Kerkje op de heuvel

Levend erfgoed in een EEUWoude gemeente

Open Monumentendag Renkum 2023

Na een aantal jaren van rust is 2023 het jaar waarin ook Renkum weer meedoet met de Open Monumentendag! Daarbij wordt aansluiting gezocht bij het landelijk thema ‘levend erfgoed’ en honderd jaar gemeente Renkum.

Hoe laat ‘levend erfgoed’ en ‘100 jaar Renkum’ zich beter verbinden dan met aandacht voor de drie historische levensaders die door de gemeente lopen: van oost naar west of andersom.
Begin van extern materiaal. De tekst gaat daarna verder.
//! Test doubles for the network collaborator.
//!
//! `MockFetcher` serves canned responses by URL and counts every call, so
//! tests can assert that a cache hit never touched the network.

use std::collections::HashMap;
use std::sync::atomic::{AtomicBool, AtomicUsize, Ordering};

use async_trait::async_trait;

use crate::error::{AgentError, Result};
use crate::platform::{Fetcher, Request, Response};

/// Fetcher returning canned responses. Unknown URLs fail like a dropped
/// connection.
#[derive(Debug, Default)]
pub struct MockFetcher {
    responses: HashMap<String, (u16, Vec<u8>)>,
    calls: AtomicUsize,
    offline: AtomicBool,
}

impl MockFetcher {
    pub fn new() -> Self {
        Self::default()
    }

    pub fn with_response(mut self, url: &str, status: u16, body: impl Into<Vec<u8>>) -> Self {
        self.responses
            .insert(Request::get(url).cache_key(), (status, body.into()));
        self
    }

    /// Number of fetches attempted so far, including failed ones.
    pub fn calls(&self) -> usize {
        self.calls.load(Ordering::SeqCst)
    }

    /// Make every subsequent fetch fail.
    pub fn set_offline(&self, offline: bool) {
        self.offline.store(offline, Ordering::SeqCst);
    }
}

#[async_trait]
impl Fetcher for MockFetcher {
    async fn fetch(&self, request: &Request) -> Result<Response> {
        self.calls.fetch_add(1, Ordering::SeqCst);

        if self.offline.load(Ordering::SeqCst) {
            return Err(AgentError::Other(format!(
                "network unreachable: {}",
                request.url
            )));
        }

        match self.responses.get(&request.cache_key()) {
            Some((status, body)) => Ok(Response::new(request.url.clone(), *status, body.clone())),
            None => Err(AgentError::Other(format!(
                "connection refused: {}",
                request.url
            ))),
        }
    }
}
Langs deze levensaders vinden we – naast belangwekkende gebouwen – het voor deze gemeente o zo waardevolle groen in de vorm van monumentale bomen en lanen. En ook tref je allerhande verwijzingen naar de geschiedenis rond het in 1923 samengaan van de gemeente Renkum – dat hiervoor een fusiegemeente van Oosterbeek en Renkum was die de Heerlijkheid Doorwerth vrijwel volledig omsloot. Je ziet voormalige gemeentehuizen, grensaanduidingen en zelfs een oud tolhuis.

Onderlangs

De route langs de voet van de stuwwal(len) is ongetwijfeld de oudste. De latere beschermheilige van Oosterbeek, Sint Bernulphus (bisschop van Utrecht van 1027-1054), reisde in de vroege middeleeuwen ongetwijfeld van Utrecht via Wageningen naar Arnhem. Langs de voet van de Wageningse Berg – of misschien over de Wageningse Berg (waar rond 1000 al kapel stond) – om over de Bokkedijk het zompige gebied van de Renkumse Beek te passeren.

Natte voeten
Op zoek naar de makkelijkste route met zo droog mogelijke voeten. Met die natuurlijke gedachte ging het verder langs de rand van de Renkumse uiterwaarden – de Jufferswaard met daar de overblijfselen van ooit zeer omvangrijke steenfabrieken – om een goede oversteek te vinden over de Heelsumse Beek. Zo kwam en kom je uit bij de plek waar later het ‘kerkje op de heuvel’ zou verrijzen.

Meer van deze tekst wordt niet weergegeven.